Invero, poiché la riforma del diritto societario ha reso l’amministratore “il vero egemone dell’ente sociale”, nell’attività da questi svolta non è più ravvisabile quella situazione di debolezza contrattuale ed eterodirezione che stanno alla base del coordinamento, quale presupposto indispensabile perché ai sensi dell’art. 409 n. 3 c.p.c. possa configurarsi un’attività parasubordinata.
Il rapporto che lega la società ed il suo amministratore rientra invece tra i rapporti societari, cui fa riferimento l’art. 3, comma 2, lett. a) del d. lgs. n. 168/2003 per l’individuazione della competenza ratione materiae del tribunale delle imprese.
Da ciò deriva che i compensi spettanti all’amministratore societario sono pignorabili senza limiti di sorta, non operando per essi il limite previsto dall’art. 545, comma 4, c.p.c.
QUESTIONI
La decisione in commento va senz’altro condivisa perché coerente col mutato assetto normativo in ambito societario. Essa affronta e risolve due questioni tra loro strettamente connesse: la prima riguarda la natura parasubordinata o meno del rapporto che lega la s.p.a. ed il suo amministratore; la seconda, il regime di pignorabilità dei compensi a questi spettanti per le funzioni svolte in ambito societario.
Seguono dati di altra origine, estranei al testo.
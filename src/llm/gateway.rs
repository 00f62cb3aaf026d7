use super::json::parse_model_json;
use crate::error::GatewayError;
use crate::providers::Provider;
use async_trait::async_trait;
use serde::de::DeserializeOwned;

/// Chat capability the consolidation core depends on.
///
/// The core never looks at providers, models or retries; tests swap in a
/// deterministic implementation.
#[async_trait]
pub trait LanguageModel: Send + Sync {
    fn name(&self) -> &str;

    /// Free-text completion for a system prompt and one user message.
    async fn chat(&self, system: &str, user: &str) -> Result<String, GatewayError>;
}

/// Structured completion. Returns `default` when the call fails, the reply
/// holds no JSON object, or the object does not match `T`.
pub async fn chat_json<T>(llm: &dyn LanguageModel, system: &str, user: &str, default: T) -> T
where
    T: DeserializeOwned + Send,
{
    let reply = match llm.chat(system, user).await {
        Ok(reply) => reply,
        Err(e) => {
            tracing::warn!(model = llm.name(), error = %e, "chat_json call failed, using default");
            return default;
        }
    };

    match parse_model_json(&reply) {
        Ok(value) => value,
        Err(e) => {
            tracing::warn!(
                model = llm.name(),
                error = %e,
                "chat_json output unusable, using default"
            );
            default
        }
    }
}

/// Adapts a [`Provider`] (usually the reliable fallback chain) to
/// [`LanguageModel`] with a fixed model and temperature.
pub struct ProviderGateway {
    provider: Box<dyn Provider>,
    model: String,
    temperature: f64,
}

impl ProviderGateway {
    pub fn new(provider: Box<dyn Provider>, model: impl Into<String>, temperature: f64) -> Self {
        Self {
            provider,
            model: model.into(),
            temperature,
        }
    }
}

#[async_trait]
impl LanguageModel for ProviderGateway {
    fn name(&self) -> &str {
        self.provider.name()
    }

    async fn chat(&self, system: &str, user: &str) -> Result<String, GatewayError> {
        let system = Some(system).filter(|s| !s.trim().is_empty());
        self.provider
            .chat_with_system(system, user, &self.model, self.temperature)
            .await
            .map_err(|e| GatewayError::llm(self.provider.name(), format!("{e:#}")))
    }
}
Sotto il primo profilo, la S.C. rammenta che il coordinamento presupposto dall’art. 409 n. 3 c.p.c. “deve essere inteso in senso verticale, ossia deve rappresentarsi come una situazione per cui il prestatore d’opera parasubordinata è soggetto ad un coordinamento che fa capo ad altri, in un rapporto che deve presentare connotati simili a quelli del rapporto gerarchico propriamente subordinato”. In altri termini, l’attività coordinata del lavoratore parasubordinato presuppone una forma di eterodirezione, o comunque di ingerenza e/o direttiva altrui, che la rende assimilabile a quella del lavoratore subordinato, tanto che entrambi i rapporti soggiacciono alla medesima disciplina processuale.
Ciò premesso, la Corte rileva che tale forma di eterodirezione non è assolutamente ravvisabile nell’attività dell’amministratore societario, atteso il generale ed esclusivo potere di gestione e rappresentanza dell’ente sociale conferitogli dai novellati artt. 2380 bis e 2384 c.c., nonché il carattere delimitato e specifico della competenza gestoria dell’assemblea (art. 2634 n. 5 c.c.), da cui discende l’impossibilità di ipotizzare un coordinamento da questa imposto all’amministratore.
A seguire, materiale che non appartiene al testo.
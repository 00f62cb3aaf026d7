use super::Config;
use anyhow::{Context, Result};
use std::fs;
use std::path::Path;

impl Config {
    /// Load `~/.mnemo/config.toml`, writing a default file on first run, then
    /// apply environment overrides and validate.
    pub fn load_or_init() -> Result<Self> {
        let defaults = Self::default();
        let config_path = defaults.config_path.clone();
        let mnemo_dir = config_path
            .parent()
            .context("Config path has no parent directory")?
            .to_path_buf();

        if !mnemo_dir.exists() {
            fs::create_dir_all(&mnemo_dir).context("Failed to create .mnemo directory")?;
        }

        let mut config = if config_path.exists() {
            Self::load_from(&config_path)?
        } else {
            defaults.save()?;
            tracing::info!(path = %config_path.display(), "Wrote default config");
            defaults
        };
        config.workspace_dir = mnemo_dir.join("workspace");

        config.apply_env_overrides();
        config.validate()?;
        Ok(config)
    }

    /// Parse a config file without touching the environment.
    pub fn load_from(path: &Path) -> Result<Self> {
        let contents = fs::read_to_string(path)
            .with_context(|| format!("Failed to read config file {}", path.display()))?;
        let mut config: Self = toml::from_str(&contents).context("Failed to parse config file")?;
        config.config_path = path.to_path_buf();
        if let Some(parent) = path.parent() {
            config.workspace_dir = parent.join("workspace");
        }
        Ok(config)
    }

    pub fn save(&self) -> Result<()> {
        let toml_str = toml::to_string_pretty(self).context("Failed to serialize config")?;
        fs::write(&self.config_path, toml_str).context("Failed to write config file")?;
        Ok(())
    }
}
Stando così le cose, tra amministratore ed ente sociale si configura un rapporto di immedesimazione organica funzionale alla vita stessa della società, e perciò non assimilabile né al rapporto parasubordinato né al contratto d’opera (in tal senso, cfr. già Cass. n. 22046/2014), ma annoverabile tra i rapporti societari di cui all’art. 3 d.lgs. n. 168/2003 (cfr. Cass. n. 14369/15).
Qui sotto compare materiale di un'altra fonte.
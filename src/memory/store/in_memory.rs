use super::{RecordFilter, VectorStore, sort_by_creation};
use crate::error::StoreError;
use crate::memory::types::{MemoryKind, ScoredRecord, VectorRecord};
use crate::memory::vector::cosine_similarity;
use async_trait::async_trait;
use std::collections::HashMap;
use tokio::sync::RwLock;

/// Brute-force store held in process memory. Suitable for tests and
/// single-node use; search is a linear scan.
pub struct InMemoryVectorStore {
    dims: usize,
    namespaces: RwLock<HashMap<MemoryKind, HashMap<String, VectorRecord>>>,
}

impl InMemoryVectorStore {
    pub fn new(dims: usize) -> Self {
        Self {
            dims,
            namespaces: RwLock::new(HashMap::new()),
        }
    }

    pub async fn len(&self, namespace: MemoryKind) -> usize {
        self.namespaces
            .read()
            .await
            .get(&namespace)
            .map_or(0, HashMap::len)
    }

    fn check_dims(&self, id: &str, actual: usize) -> Result<(), StoreError> {
        if actual == self.dims {
            Ok(())
        } else {
            Err(StoreError::DimensionMismatch {
                id: id.to_string(),
                expected: self.dims,
                actual,
            })
        }
    }
}

#[async_trait]
impl VectorStore for InMemoryVectorStore {
    fn name(&self) -> &str {
        "memory"
    }

    async fn upsert(&self, namespace: MemoryKind, record: VectorRecord) -> Result<(), StoreError> {
        self.check_dims(&record.id, record.vector.len())?;
        self.namespaces
            .write()
            .await
            .entry(namespace)
            .or_default()
            .insert(record.id.clone(), record);
        Ok(())
    }

    async fn delete(&self, namespace: MemoryKind, id: &str) -> Result<(), StoreError> {
        let removed = self
            .namespaces
            .write()
            .await
            .get_mut(&namespace)
            .and_then(|records| records.remove(id));
        match removed {
            Some(_) => Ok(()),
            None => Err(StoreError::NotFound {
                namespace: namespace.to_string(),
                id: id.to_string(),
            }),
        }
    }

    async fn search(
        &self,
        namespace: MemoryKind,
        vector: &[f32],
        k: usize,
        filter: &RecordFilter,
    ) -> Result<Vec<ScoredRecord>, StoreError> {
        self.check_dims("<query>", vector.len())?;
        if k == 0 {
            return Ok(Vec::new());
        }

        let guard = self.namespaces.read().await;
        let Some(records) = guard.get(&namespace) else {
            return Ok(Vec::new());
        };

        let mut scored: Vec<ScoredRecord> = records
            .values()
            .filter(|r| filter.matches(&r.payload))
            .map(|r| ScoredRecord {
                score: cosine_similarity(vector, &r.vector),
                record: r.clone(),
            })
            .collect();

        scored.sort_by(|a, b| {
            b.score
                .total_cmp(&a.score)
                .then_with(|| a.record.id.cmp(&b.record.id))
        });
        scored.truncate(k);
        Ok(scored)
    }

    async fn query(
        &self,
        namespace: MemoryKind,
        filter: &RecordFilter,
        limit: Option<usize>,
    ) -> Result<Vec<VectorRecord>, StoreError> {
        let guard = self.namespaces.read().await;
        let mut matched: Vec<VectorRecord> = guard
            .get(&namespace)
            .map(|records| {
                records
                    .values()
                    .filter(|r| filter.matches(&r.payload))
                    .cloned()
                    .collect()
            })
            .unwrap_or_default();
        drop(guard);

        sort_by_creation(&mut matched);
        if let Some(limit) = limit {
            matched.truncate(limit);
        }
        Ok(matched)
    }
}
Logico corollario della riferita impostazione è che i compensi spettanti all’amministratore o al consigliere di amministrazione di una società di capitali sono pignorabili per intero, non operando per essi il limite del quinto previsto dall’art. 545, comma 4, c.p.c. (sull’art. 545 c.p.c., che regola il pignoramento degli emolumenti retributivi e pensionistici v. V. Battaglia, Impignorabilità di stipendi e pensioni: le novità del D.L. 83/2015, in EC legal, 12 ottobre 2015).
Tutto ciò – sottolinea la S.C. – vale per gli emolumenti percepiti dall’amministratore nell’esercizio delle sue funzioni tipiche di gestione e rappresentanza della società.
Non è escluso, tuttavia, che tra quest’ultima e l’amministratore possa instaurarsi anche un diverso, autonomo e parallelo rapporto che assuma in concreto, secondo un accertamento che compete esclusivamente al giudice di merito, le caratteristiche di un rapporto subordinato o parasubordinato. I relativi emolumenti saranno pignorabili soltanto nei limiti del quinto.